» Task details
Filter the records for lines holding the string "safety".

(Dataset content begins)

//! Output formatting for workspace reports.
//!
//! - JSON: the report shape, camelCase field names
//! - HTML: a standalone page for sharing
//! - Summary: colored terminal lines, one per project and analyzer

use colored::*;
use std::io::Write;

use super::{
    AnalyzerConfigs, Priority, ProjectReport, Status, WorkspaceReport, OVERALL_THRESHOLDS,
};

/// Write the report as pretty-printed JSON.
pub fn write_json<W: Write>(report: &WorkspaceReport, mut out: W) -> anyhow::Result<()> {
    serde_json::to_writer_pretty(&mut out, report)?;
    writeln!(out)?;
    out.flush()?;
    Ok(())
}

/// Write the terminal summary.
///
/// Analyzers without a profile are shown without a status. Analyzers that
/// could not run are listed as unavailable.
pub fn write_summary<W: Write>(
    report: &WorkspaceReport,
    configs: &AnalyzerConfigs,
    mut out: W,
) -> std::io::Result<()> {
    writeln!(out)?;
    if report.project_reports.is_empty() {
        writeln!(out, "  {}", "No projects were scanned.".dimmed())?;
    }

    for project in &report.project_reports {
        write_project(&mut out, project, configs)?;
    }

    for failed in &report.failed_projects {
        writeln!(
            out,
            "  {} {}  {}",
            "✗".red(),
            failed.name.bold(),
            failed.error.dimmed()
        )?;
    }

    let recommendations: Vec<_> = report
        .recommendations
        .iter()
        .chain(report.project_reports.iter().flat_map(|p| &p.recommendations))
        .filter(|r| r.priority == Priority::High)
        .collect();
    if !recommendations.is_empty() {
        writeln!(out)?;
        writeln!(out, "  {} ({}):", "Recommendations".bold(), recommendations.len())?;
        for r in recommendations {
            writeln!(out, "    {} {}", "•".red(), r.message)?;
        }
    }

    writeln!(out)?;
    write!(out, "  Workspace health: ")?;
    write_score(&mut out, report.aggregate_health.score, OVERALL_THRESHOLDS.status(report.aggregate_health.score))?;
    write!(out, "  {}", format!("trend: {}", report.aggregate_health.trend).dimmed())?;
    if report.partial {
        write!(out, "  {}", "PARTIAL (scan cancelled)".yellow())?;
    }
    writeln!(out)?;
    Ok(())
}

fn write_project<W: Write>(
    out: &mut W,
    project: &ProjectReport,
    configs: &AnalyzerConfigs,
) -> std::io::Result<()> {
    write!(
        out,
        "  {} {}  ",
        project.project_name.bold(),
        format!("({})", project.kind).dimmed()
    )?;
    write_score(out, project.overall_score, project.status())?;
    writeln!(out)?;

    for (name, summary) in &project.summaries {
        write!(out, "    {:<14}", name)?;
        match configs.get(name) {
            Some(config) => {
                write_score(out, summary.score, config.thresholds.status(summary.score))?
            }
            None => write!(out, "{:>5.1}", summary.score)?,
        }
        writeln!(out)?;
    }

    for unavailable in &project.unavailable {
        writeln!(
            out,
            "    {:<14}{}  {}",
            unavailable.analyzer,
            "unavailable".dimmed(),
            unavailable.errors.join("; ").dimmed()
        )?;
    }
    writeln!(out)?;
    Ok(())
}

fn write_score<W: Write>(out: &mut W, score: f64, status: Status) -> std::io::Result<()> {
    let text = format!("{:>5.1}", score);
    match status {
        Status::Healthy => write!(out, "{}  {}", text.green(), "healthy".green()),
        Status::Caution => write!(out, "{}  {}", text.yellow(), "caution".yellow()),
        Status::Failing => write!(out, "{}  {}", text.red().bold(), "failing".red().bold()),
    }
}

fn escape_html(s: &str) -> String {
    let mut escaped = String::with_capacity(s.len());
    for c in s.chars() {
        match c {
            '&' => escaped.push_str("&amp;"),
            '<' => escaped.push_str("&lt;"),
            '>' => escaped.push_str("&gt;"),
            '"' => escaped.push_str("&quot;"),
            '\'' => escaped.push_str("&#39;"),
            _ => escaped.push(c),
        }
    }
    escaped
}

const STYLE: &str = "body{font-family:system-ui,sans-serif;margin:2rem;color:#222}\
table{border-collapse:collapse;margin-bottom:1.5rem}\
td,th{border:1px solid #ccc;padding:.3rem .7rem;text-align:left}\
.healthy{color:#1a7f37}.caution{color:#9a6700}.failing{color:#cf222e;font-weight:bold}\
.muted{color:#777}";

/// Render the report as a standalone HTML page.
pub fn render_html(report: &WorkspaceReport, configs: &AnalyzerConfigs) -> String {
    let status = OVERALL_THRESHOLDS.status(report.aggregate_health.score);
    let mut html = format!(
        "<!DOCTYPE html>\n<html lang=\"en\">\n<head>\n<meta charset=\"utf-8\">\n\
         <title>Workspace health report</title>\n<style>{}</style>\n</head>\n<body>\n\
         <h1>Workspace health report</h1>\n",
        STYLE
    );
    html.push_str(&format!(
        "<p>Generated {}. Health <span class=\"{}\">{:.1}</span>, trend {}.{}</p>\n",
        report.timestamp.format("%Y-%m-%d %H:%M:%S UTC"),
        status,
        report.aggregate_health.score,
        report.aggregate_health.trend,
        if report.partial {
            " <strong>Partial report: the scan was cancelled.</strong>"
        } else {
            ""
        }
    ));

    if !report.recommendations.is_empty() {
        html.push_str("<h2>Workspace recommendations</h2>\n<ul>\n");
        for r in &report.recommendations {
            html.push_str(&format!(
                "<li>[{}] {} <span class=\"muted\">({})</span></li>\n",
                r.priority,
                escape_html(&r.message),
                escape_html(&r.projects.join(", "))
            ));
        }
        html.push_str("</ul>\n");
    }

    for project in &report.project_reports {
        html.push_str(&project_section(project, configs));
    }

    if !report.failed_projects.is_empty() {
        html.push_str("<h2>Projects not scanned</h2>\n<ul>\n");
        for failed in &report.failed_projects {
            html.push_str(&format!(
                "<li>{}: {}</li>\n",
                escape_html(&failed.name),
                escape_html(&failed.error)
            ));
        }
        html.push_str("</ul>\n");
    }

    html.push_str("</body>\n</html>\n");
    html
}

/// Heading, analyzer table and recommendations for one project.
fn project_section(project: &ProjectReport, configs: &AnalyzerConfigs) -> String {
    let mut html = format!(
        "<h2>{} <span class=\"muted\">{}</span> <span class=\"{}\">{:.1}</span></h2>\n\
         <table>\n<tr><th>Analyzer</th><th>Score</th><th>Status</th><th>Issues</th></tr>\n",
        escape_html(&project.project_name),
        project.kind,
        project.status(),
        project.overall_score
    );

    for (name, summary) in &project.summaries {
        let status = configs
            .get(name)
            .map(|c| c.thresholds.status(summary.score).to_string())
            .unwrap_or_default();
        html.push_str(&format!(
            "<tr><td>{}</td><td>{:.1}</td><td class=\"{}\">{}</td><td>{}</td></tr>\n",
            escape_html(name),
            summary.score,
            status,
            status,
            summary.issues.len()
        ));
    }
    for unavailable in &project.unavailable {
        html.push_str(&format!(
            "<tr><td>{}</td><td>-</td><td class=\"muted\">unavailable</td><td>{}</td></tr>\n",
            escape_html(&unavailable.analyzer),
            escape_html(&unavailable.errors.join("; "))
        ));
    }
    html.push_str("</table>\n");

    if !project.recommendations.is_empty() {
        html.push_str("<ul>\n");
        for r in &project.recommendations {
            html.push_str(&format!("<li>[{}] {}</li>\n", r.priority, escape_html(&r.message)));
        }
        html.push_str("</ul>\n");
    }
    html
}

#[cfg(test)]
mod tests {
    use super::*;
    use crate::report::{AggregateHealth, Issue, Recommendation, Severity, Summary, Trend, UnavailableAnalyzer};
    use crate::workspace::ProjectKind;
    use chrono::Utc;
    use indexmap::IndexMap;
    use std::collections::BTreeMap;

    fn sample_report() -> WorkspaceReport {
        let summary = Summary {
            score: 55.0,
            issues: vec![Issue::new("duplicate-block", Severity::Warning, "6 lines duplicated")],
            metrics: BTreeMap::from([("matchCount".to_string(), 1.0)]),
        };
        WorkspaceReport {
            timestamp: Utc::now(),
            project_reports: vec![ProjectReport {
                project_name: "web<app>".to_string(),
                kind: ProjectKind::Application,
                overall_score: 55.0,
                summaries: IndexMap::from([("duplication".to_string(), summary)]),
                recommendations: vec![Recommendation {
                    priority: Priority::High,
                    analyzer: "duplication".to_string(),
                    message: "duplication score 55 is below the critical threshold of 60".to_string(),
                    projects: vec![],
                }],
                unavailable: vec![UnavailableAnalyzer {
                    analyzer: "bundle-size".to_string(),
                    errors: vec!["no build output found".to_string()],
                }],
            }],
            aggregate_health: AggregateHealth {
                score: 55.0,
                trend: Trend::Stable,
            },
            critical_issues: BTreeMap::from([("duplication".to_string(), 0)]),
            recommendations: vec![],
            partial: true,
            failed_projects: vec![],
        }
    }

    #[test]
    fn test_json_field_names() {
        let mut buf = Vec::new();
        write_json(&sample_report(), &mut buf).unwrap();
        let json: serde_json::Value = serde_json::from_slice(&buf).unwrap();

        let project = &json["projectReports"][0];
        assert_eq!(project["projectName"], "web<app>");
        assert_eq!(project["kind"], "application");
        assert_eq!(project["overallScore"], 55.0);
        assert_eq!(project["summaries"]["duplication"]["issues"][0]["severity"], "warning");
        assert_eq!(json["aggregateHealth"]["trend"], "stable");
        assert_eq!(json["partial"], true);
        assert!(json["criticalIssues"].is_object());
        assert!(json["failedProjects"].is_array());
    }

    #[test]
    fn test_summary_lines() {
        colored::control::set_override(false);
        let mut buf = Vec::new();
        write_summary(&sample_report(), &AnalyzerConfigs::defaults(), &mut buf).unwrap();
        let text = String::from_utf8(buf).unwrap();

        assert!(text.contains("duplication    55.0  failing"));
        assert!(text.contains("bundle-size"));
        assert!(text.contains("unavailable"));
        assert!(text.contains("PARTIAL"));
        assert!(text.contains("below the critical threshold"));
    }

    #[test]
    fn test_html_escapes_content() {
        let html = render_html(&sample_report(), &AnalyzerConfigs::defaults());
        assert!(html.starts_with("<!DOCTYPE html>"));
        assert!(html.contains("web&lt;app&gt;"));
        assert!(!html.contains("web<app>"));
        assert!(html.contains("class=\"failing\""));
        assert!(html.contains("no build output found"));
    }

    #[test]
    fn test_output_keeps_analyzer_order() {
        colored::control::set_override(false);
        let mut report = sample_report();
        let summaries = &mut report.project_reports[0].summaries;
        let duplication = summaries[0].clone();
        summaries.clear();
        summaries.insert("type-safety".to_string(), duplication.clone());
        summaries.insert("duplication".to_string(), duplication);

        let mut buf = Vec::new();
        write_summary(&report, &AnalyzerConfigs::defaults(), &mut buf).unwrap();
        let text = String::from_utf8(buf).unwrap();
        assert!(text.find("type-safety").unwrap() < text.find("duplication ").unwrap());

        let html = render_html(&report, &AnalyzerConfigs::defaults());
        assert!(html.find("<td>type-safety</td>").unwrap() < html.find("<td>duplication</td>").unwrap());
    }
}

(Dataset content ends)

» Your solution
        summaries.insert("type-safety".to_string(), duplication.clone());
        assert!(text.find("type-safety").unwrap() < text.find("duplication ").unwrap());
        assert!(html.find("<td>type-safety</td>").unwrap() < html.find("<td>duplication</td>").unwrap());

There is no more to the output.